§ **Assignment**:
Repeat every line below exactly as it reads.

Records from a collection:
※

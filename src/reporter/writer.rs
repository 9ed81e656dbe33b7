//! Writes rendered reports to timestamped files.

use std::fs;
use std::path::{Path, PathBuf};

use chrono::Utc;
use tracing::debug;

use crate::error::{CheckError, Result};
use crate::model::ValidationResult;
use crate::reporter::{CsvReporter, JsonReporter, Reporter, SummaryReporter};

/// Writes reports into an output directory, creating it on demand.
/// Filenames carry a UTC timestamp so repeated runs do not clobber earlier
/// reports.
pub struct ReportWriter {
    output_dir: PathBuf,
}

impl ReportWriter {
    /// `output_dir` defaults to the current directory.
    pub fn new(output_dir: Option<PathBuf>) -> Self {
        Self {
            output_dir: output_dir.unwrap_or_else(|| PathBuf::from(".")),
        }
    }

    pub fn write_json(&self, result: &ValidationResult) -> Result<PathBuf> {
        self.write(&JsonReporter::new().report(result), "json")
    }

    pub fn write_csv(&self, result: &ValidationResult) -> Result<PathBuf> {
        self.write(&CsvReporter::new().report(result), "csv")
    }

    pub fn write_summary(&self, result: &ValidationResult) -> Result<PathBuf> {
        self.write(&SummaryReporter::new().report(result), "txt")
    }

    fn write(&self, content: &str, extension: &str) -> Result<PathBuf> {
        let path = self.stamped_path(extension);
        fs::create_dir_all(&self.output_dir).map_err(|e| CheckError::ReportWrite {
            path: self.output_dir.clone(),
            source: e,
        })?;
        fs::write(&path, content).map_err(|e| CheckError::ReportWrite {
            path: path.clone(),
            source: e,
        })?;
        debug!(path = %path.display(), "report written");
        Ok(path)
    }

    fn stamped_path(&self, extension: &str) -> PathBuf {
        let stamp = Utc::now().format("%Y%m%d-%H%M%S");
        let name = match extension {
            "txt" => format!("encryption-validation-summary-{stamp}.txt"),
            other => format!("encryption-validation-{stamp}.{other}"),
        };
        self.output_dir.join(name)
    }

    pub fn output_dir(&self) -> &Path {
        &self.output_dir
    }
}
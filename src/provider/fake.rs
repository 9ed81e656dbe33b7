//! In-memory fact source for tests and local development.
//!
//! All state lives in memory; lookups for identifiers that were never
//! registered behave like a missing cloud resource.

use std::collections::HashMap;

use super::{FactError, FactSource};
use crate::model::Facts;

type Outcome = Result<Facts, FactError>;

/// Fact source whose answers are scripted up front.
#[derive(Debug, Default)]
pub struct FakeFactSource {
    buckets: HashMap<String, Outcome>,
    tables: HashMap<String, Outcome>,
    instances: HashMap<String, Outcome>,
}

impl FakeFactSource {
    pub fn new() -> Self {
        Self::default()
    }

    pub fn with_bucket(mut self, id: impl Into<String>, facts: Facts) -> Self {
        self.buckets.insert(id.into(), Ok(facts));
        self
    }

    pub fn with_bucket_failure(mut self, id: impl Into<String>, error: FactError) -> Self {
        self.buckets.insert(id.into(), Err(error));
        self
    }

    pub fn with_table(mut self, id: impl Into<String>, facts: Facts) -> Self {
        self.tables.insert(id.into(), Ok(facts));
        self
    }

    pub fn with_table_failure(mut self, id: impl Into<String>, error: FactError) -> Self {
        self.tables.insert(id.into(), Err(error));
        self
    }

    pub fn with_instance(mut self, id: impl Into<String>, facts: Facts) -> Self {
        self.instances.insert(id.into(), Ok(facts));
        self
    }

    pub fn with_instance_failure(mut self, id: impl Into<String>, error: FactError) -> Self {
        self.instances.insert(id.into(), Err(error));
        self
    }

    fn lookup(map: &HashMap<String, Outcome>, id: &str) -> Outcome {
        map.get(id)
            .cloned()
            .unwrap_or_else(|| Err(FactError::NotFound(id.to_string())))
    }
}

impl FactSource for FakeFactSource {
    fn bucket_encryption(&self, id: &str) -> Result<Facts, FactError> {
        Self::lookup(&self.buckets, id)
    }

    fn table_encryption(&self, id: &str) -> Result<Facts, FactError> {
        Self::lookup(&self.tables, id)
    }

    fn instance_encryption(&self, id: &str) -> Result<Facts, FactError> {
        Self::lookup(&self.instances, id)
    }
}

※

§ **Response to this task**:
filename src/reporter/writer.rs
repository 9ed81e656dbe33b7
//! Writes rendered reports to timestamped files.

use std::fs;
use std::path::{Path, PathBuf};

use chrono::Utc;
use tracing::debug;

use crate::error::{CheckError, Result};
use crate::model::ValidationResult;
use crate::reporter::{CsvReporter, JsonReporter, Reporter, SummaryReporter};

/// Writes reports into an output directory, creating it on demand.
/// Filenames carry a UTC timestamp so repeated runs do not clobber earlier
/// reports.
pub struct ReportWriter {
    output_dir: PathBuf,
}

impl ReportWriter {
    /// `output_dir` defaults to the current directory.
    pub fn new(output_dir: Option<PathBuf>) -> Self {
        Self {
            output_dir: output_dir.unwrap_or_else(|| PathBuf::from(".")),
        }
    }

    pub fn write_json(&self, result: &ValidationResult) -> Result<PathBuf> {
        self.write(&JsonReporter::new().report(result), "json")
    }

    pub fn write_csv(&self, result: &ValidationResult) -> Result<PathBuf> {
        self.write(&CsvReporter::new().report(result), "csv")
    }

    pub fn write_summary(&self, result: &ValidationResult) -> Result<PathBuf> {
        self.write(&SummaryReporter::new().report(result), "txt")
    }

    fn write(&self, content: &str, extension: &str) -> Result<PathBuf> {
        let path = self.stamped_path(extension);
        fs::create_dir_all(&self.output_dir).map_err(|e| CheckError::ReportWrite {
            path: self.output_dir.clone(),
            source: e,
        })?;
        fs::write(&path, content).map_err(|e| CheckError::ReportWrite {
            path: path.clone(),
            source: e,
        })?;
        debug!(path = %path.display(), "report written");
        Ok(path)
    }

    fn stamped_path(&self, extension: &str) -> PathBuf {
        let stamp = Utc::now().format("%Y%m%d-%H%M%S");
        let name = match extension {
            "txt" => format!("encryption-validation-summary-{stamp}.txt"),
            other => format!("encryption-validation-{stamp}.{other}"),
        };
        self.output_dir.join(name)
    }

    pub fn output_dir(&self) -> &Path {
        &self.output_dir
    }
}
filename src/provider/fake.rs
repository 9ed81e656dbe33b7
//! In-memory fact source for tests and local development.
//!
//! All state lives in memory; lookups for identifiers that were never
//! registered behave like a missing cloud resource.

use std::collections::HashMap;

use super::{FactError, FactSource};
use crate::model::Facts;

type Outcome = Result<Facts, FactError>;

/// Fact source whose answers are scripted up front.
#[derive(Debug, Default)]
pub struct FakeFactSource {
    buckets: HashMap<String, Outcome>,
    tables: HashMap<String, Outcome>,
    instances: HashMap<String, Outcome>,
}

impl FakeFactSource {
    pub fn new() -> Self {
        Self::default()
    }

    pub fn with_bucket(mut self, id: impl Into<String>, facts: Facts) -> Self {
        self.buckets.insert(id.into(), Ok(facts));
        self
    }

    pub fn with_bucket_failure(mut self, id: impl Into<String>, error: FactError) -> Self {
        self.buckets.insert(id.into(), Err(error));
        self
    }

    pub fn with_table(mut self, id: impl Into<String>, facts: Facts) -> Self {
        self.tables.insert(id.into(), Ok(facts));
        self
    }

    pub fn with_table_failure(mut self, id: impl Into<String>, error: FactError) -> Self {
        self.tables.insert(id.into(), Err(error));
        self
    }

    pub fn with_instance(mut self, id: impl Into<String>, facts: Facts) -> Self {
        self.instances.insert(id.into(), Ok(facts));
        self
    }

    pub fn with_instance_failure(mut self, id: impl Into<String>, error: FactError) -> Self {
        self.instances.insert(id.into(), Err(error));
        self
    }

    fn lookup(map: &HashMap<String, Outcome>, id: &str) -> Outcome {
        map.get(id)
            .cloned()
            .unwrap_or_else(|| Err(FactError::NotFound(id.to_string())))
    }
}

impl FactSource for FakeFactSource {
    fn bucket_encryption(&self, id: &str) -> Result<Facts, FactError> {
        Self::lookup(&self.buckets, id)
    }

    fn table_encryption(&self, id: &str) -> Result<Facts, FactError> {
        Self::lookup(&self.tables, id)
    }

    fn instance_encryption(&self, id: &str) -> Result<Facts, FactError> {
        Self::lookup(&self.instances, id)
    }
}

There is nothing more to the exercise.